Hey Keith, thanks for the generous offer! :)
Luckily MAC Group isn't too far away from here (Elmsford). I've dealt with them in the past (about 6 years ago) and they were really nice and rather speedy. If I don't find a simple DIY solution by the end of the weekend, I'll just make the trip over there and see what they can do.
In the meantime, if anyone has ideas... I'll be happy to hear them.
I just picked up a Mamiya 6 yesterday and thought I had the same issue... but turns out that the film wasn't winding onto the takeup spool. Are you positive that the film is advancing properly? Also, what does your exposure counter read?
Hi kerrybr. Yes, the film is advancing properly. I've already wasted three rolls in tests to try and figure out what the problem is. I see the counter advance normally as I wind the film.
Hi. I spoke to technical support at MAC Group in New York. They wouldn't let me speak to a technician to try and troubleshoot the problem on the phone. So without a choice I'll need to have the camera sent for repair.
But I believe I have managed to narrow down the problem.
After doing all sorts of tests, I have a strong feeling that the problem is that for some reason the camera is not registering there is film in it. And that is why the shutter release button won't fire, the film-advance lever will wind the film without it stopping at frame 1.
Does anyone know how the Mamiya 6 detects if there is film in it? Is there some sort of lever or electronic censor?
If I find out what detects the film, I might be able to figure out what the problem is.
I had a good look in the back of my Mamiya 6 and I couldn't find anything like what I expected to find, like a lever etc. My guess (complete guess) is that it senses the rotation of the full spool when the film is loaded.
Okay, well... I've already handed the camera to a repair service. So far, without opening up the camera, they suspect the winding system will require a complete overhaul, quoted at $300 :(. They say that there is a possibility that more problems will be discovered once the camera is open, so I should be prepared for further costs if it turns out this is the case :(.
I asked about the film detection. They say that the film is detected by the roller, located just before the film goes to the pickup spool.
But they believe it is not a case of the camera failing to detect the film but rather the camera failing to detect that the film has reached the next frame when being wound - which apparently has to do with the winding mechanism.
I'll post back when I have more details. Thanks.
Please let us know how it goes. I have one that needs repair, and it's good to get feedback about repairers.

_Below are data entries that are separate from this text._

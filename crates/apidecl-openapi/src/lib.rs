//! apidecl OpenAPI - render a definitions registry as an OpenAPI document
//!
//! One registry renders to Swagger 2.0, OpenAPI 3.0 or OpenAPI 3.1. The
//! renderer is a pure function of the registry and the version, so rendering
//! the same registry twice gives identical output.
//!
//! ## Quick Start
//!
//! ```rust
//! use apidecl_core::{Existence, HttpMethod, Operation, Registry, Response, SchemaNode};
//! use apidecl_openapi::{render, OpenApiVersion};
//!
//! let mut registry = Registry::new();
//! registry
//!     .add_schema("Pet", SchemaNode::object().property("tag", SchemaNode::string().existence(Existence::AllowNil)))
//!     .unwrap();
//! registry.add_operation(
//!     Operation::new(HttpMethod::Get, "/pets").response("200", Response::new("A pet").json("Pet")),
//! );
//!
//! let document = render(&registry, OpenApiVersion::V31).unwrap();
//! assert_eq!(
//!     document.pointer("/components/schemas/Pet/properties/tag/type").unwrap(),
//!     &serde_json::json!(["string", "null"])
//! );
//! ```
//!
//! Copyright (c) 2025 Apidecl Team
//! Licensed under the Apache-2.0 license

pub mod document;
pub mod error;
pub mod render;
pub mod version;

pub use document::Document;
pub use error::{Error, Result};
pub use render::{render, Renderer};
pub use version::{Generation, OpenApiVersion, VersionError};
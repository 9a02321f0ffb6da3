//! Validators attached to schema nodes
//!
//! Each validator is built from a single configuration value and checks one
//! casted value, reporting at most one violation. A configuration value the
//! validator cannot work with is rejected when the validator is built, as a
//! [`DeclarationError`], never at validation time.
//!
//! Copyright (c) 2025 Apidecl Team
//! Licensed under the Apache-2.0 license

use crate::casting::Casted;
use crate::error::DeclarationError;
use crate::validation::{ErrorKind, Violation};
use regex::Regex;
use serde::{Deserialize, Serialize};
use serde_json::{Number, Value};
use std::cmp::Ordering;
use std::fmt;
use std::str::FromStr;

/// The validator kinds a schema node can carry, one instance per kind
#[derive(Debug, Clone, Copy, PartialEq, Eq, Hash, PartialOrd, Ord, Serialize, Deserialize)]
#[serde(rename_all = "snake_case")]
pub enum ValidatorKind {
    Minimum,
    Maximum,
    #[serde(alias = "minLength")]
    MinLength,
    #[serde(alias = "maxLength")]
    MaxLength,
    Pattern,
    Enum,
    #[serde(alias = "multipleOf")]
    MultipleOf,
    #[serde(alias = "minItems")]
    MinItems,
    #[serde(alias = "maxItems")]
    MaxItems,
}

impl ValidatorKind {
    pub fn as_str(self) -> &'static str {
        match self {
            ValidatorKind::Minimum => "minimum",
            ValidatorKind::Maximum => "maximum",
            ValidatorKind::MinLength => "min_length",
            ValidatorKind::MaxLength => "max_length",
            ValidatorKind::Pattern => "pattern",
            ValidatorKind::Enum => "enum",
            ValidatorKind::MultipleOf => "multiple_of",
            ValidatorKind::MinItems => "min_items",
            ValidatorKind::MaxItems => "max_items",
        }
    }
}

impl fmt::Display for ValidatorKind {
    fn fmt(&self, f: &mut fmt::Formatter<'_>) -> fmt::Result {
        f.write_str(self.as_str())
    }
}

impl FromStr for ValidatorKind {
    type Err = DeclarationError;

    fn from_str(name: &str) -> Result<Self, Self::Err> {
        serde_json::from_value(Value::String(name.to_string()))
            .map_err(|_| DeclarationError::invalid_validator(name, "unknown validator"))
    }
}

/// A numeric bound, optionally exclusive
#[derive(Debug, Clone, PartialEq)]
pub struct Bound {
    pub value: Number,
    pub exclusive: bool,
}

impl Bound {
    pub fn inclusive(value: impl Into<Number>) -> Self {
        Self { value: value.into(), exclusive: false }
    }

    pub fn exclusive(value: impl Into<Number>) -> Self {
        Self { value: value.into(), exclusive: true }
    }

    /// Order `value` against the bound; integers compare exactly
    fn compare(&self, value: &Casted) -> Option<Ordering> {
        match value {
            Casted::Integer(actual) => match (self.value.as_i64(), self.value.as_u64()) {
                (Some(limit), _) => Some(actual.cmp(&limit)),
                (None, Some(_)) => Some(Ordering::Less),
                (None, None) => (*actual as f64).partial_cmp(&self.value.as_f64()?),
            },
            _ => value.as_f64()?.partial_cmp(&self.value.as_f64()?),
        }
    }
}

/// A compiled regular expression that remembers its source text
#[derive(Debug, Clone)]
pub struct Pattern {
    source: String,
    regex: Regex,
}

impl Pattern {
    pub fn new(source: &str) -> Result<Self, DeclarationError> {
        let regex = Regex::new(source).map_err(|e| {
            DeclarationError::invalid_validator(ValidatorKind::Pattern.as_str(), e.to_string())
        })?;
        Ok(Self { source: source.to_string(), regex })
    }

    pub fn as_str(&self) -> &str {
        &self.source
    }

    pub fn is_match(&self, input: &str) -> bool {
        self.regex.is_match(input)
    }
}

impl PartialEq for Pattern {
    fn eq(&self, other: &Self) -> bool {
        self.source == other.source
    }
}

/// A constraint on a casted value
#[derive(Debug, Clone, PartialEq)]
pub enum Validator {
    Minimum(Bound),
    Maximum(Bound),
    MinLength(usize),
    MaxLength(usize),
    Pattern(Pattern),
    Enum(Vec<Value>),
    MultipleOf(Number),
    MinItems(usize),
    MaxItems(usize),
}

impl Validator {
    /// Build a validator of `kind` from its declared configuration value.
    ///
    /// Bounds accept a plain number or `{ value, exclusive }`; length and item
    /// counts accept non-negative integers; `pattern` accepts a regular
    /// expression; `enum` a non-empty list; `multiple_of` a positive number.
    pub fn build(kind: ValidatorKind, config: &Value) -> Result<Self, DeclarationError> {
        let invalid = |reason: &str| DeclarationError::invalid_validator(kind.as_str(), reason);

        match kind {
            ValidatorKind::Minimum | ValidatorKind::Maximum => {
                let bound = match config {
                    Value::Number(value) => Bound::inclusive(value.clone()),
                    Value::Object(map) => {
                        let value = match map.get("value") {
                            Some(Value::Number(value)) => value.clone(),
                            _ => return Err(invalid("bound must be numeric")),
                        };
                        let exclusive = match map.get("exclusive") {
                            None => false,
                            Some(Value::Bool(flag)) => *flag,
                            Some(_) => return Err(invalid("exclusive must be a boolean")),
                        };
                        Bound { value, exclusive }
                    }
                    _ => return Err(invalid("bound must be numeric")),
                };
                Ok(if kind == ValidatorKind::Minimum {
                    Validator::Minimum(bound)
                } else {
                    Validator::Maximum(bound)
                })
            }
            ValidatorKind::MinLength
            | ValidatorKind::MaxLength
            | ValidatorKind::MinItems
            | ValidatorKind::MaxItems => {
                let count = config
                    .as_u64()
                    .ok_or_else(|| invalid("expected a non-negative integer"))?
                    as usize;
                Ok(match kind {
                    ValidatorKind::MinLength => Validator::MinLength(count),
                    ValidatorKind::MaxLength => Validator::MaxLength(count),
                    ValidatorKind::MinItems => Validator::MinItems(count),
                    _ => Validator::MaxItems(count),
                })
            }
            ValidatorKind::Pattern => {
                let source = config
                    .as_str()
                    .ok_or_else(|| invalid("expected a regular expression string"))?;
                Ok(Validator::Pattern(Pattern::new(source)?))
            }
            ValidatorKind::Enum => match config {
                Value::Array(members) if !members.is_empty() => Ok(Validator::Enum(members.clone())),
                Value::Array(_) => Err(invalid("the set of allowed values is empty")),
                _ => Err(invalid("expected a list of allowed values")),
            },
            ValidatorKind::MultipleOf => match config {
                Value::Number(divisor) if divisor.as_f64().is_some_and(|d| d > 0.0) => {
                    Ok(Validator::MultipleOf(divisor.clone()))
                }
                _ => Err(invalid("divisor must be a positive number")),
            },
        }
    }

    pub fn kind(&self) -> ValidatorKind {
        match self {
            Validator::Minimum(_) => ValidatorKind::Minimum,
            Validator::Maximum(_) => ValidatorKind::Maximum,
            Validator::MinLength(_) => ValidatorKind::MinLength,
            Validator::MaxLength(_) => ValidatorKind::MaxLength,
            Validator::Pattern(_) => ValidatorKind::Pattern,
            Validator::Enum(_) => ValidatorKind::Enum,
            Validator::MultipleOf(_) => ValidatorKind::MultipleOf,
            Validator::MinItems(_) => ValidatorKind::MinItems,
            Validator::MaxItems(_) => ValidatorKind::MaxItems,
        }
    }

    /// Check `value`, returning the violation if it fails.
    ///
    /// Values of a type the validator does not apply to pass; a `pattern` on
    /// an integer field has nothing to say about it.
    pub fn check(&self, value: &Casted) -> Option<Violation> {
        match self {
            Validator::Minimum(bound) => {
                let ordering = bound.compare(value)?;
                if bound.exclusive && ordering != Ordering::Greater {
                    Some(Violation::with_count(ErrorKind::GreaterThan, bound.value.clone()))
                } else if !bound.exclusive && ordering == Ordering::Less {
                    Some(Violation::with_count(ErrorKind::GreaterThanOrEqualTo, bound.value.clone()))
                } else {
                    None
                }
            }
            Validator::Maximum(bound) => {
                let ordering = bound.compare(value)?;
                if bound.exclusive && ordering != Ordering::Less {
                    Some(Violation::with_count(ErrorKind::LessThan, bound.value.clone()))
                } else if !bound.exclusive && ordering == Ordering::Greater {
                    Some(Violation::with_count(ErrorKind::LessThanOrEqualTo, bound.value.clone()))
                } else {
                    None
                }
            }
            Validator::MinLength(count) => {
                let length = value.as_str()?.chars().count();
                (length < *count).then(|| Violation::with_count(ErrorKind::TooShort, *count))
            }
            Validator::MaxLength(count) => {
                let length = value.as_str()?.chars().count();
                (length > *count).then(|| Violation::with_count(ErrorKind::TooLong, *count))
            }
            Validator::Pattern(pattern) => {
                let input = value.as_str()?;
                (!pattern.is_match(input)).then(|| Violation::new(ErrorKind::Invalid))
            }
            Validator::Enum(members) => {
                let actual = value.to_json();
                let included = members.iter().any(|member| json_matches(member, &actual));
                (!included).then(|| {
                    Violation::new(ErrorKind::Inclusion).with_option("value", actual)
                })
            }
            Validator::MultipleOf(divisor) => {
                (!is_multiple(value, divisor)?).then(|| Violation::new(ErrorKind::Invalid))
            }
            Validator::MinItems(count) => {
                let size = value.as_array()?.len();
                (size < *count).then(|| Violation::with_count(ErrorKind::Invalid, *count))
            }
            Validator::MaxItems(count) => {
                let size = value.as_array()?.len();
                (size > *count).then(|| Violation::with_count(ErrorKind::Invalid, *count))
            }
        }
    }
}

fn is_multiple(value: &Casted, divisor: &Number) -> Option<bool> {
    match (value, divisor.as_i64()) {
        (Casted::Integer(actual), Some(divisor)) if divisor != 0 => Some(actual % divisor == 0),
        _ => {
            let actual = value.as_f64()?;
            let divisor = divisor.as_f64()?;
            Some(actual % divisor == 0.0)
        }
    }
}

/// Compare JSON values, treating `3` and `3.0` as the same member
fn json_matches(member: &Value, actual: &Value) -> bool {
    match (member, actual) {
        (Value::Number(a), Value::Number(b)) => match (a.as_i64(), b.as_i64()) {
            (Some(a), Some(b)) => a == b,
            _ => match (a.as_u64(), b.as_u64()) {
                (Some(a), Some(b)) => a == b,
                _ => (a.is_f64() || b.is_f64()) && a.as_f64() == b.as_f64(),
            },
        },
        _ => member == actual,
    }
}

hi. i guess your problem matches mine with a 7 body. i bought it a few months ago and shot just one roll to test it, it went just fine. now on a random basis (let's say 3 out of 10 exposures) i advance the film, shutter won't fire, advance the film again, shutter usually fires. By closely listening i managed to hear like a "click" when releasing the film advance lever after advancing the film. when it happens, the shutter won't fire. when it does'nt, the shutter fires. placing a finger underneath the camera on the curtain rotary knob yuo can "feel" this click as a light vibration. From what I gathered by browsing the internet, it's related to a magnetic switch which tells the system that the shutter has fired. now, I think this switch should be operated by the firing button (in one way) and by the film advance lever (in the other way). for some reason i think sometimes the film advance lever "charges" the system on its way up and erroneusly "discharges" the system on its way back.
Did you get the camera back from Mamiya? What was the outcome?
My camera has been skipping an occasional frame for years, but it has suddenly gotten much worse.
weird. i thought i had replied with the outcome of this a long time ago.
anyway, better late than never.
i handed the camera to nippon camera service in manhattan. the said the camera needed an overhaul of the winding mechanism (whatever that means). camera was fixed pretty quickly and it works fine now. i hope i'm not mistaken, but if memory serves me right, it set me back $300, which i believe is kind of the standard going rate for any serious repair for this camera either at nippon or at mac (mamiya).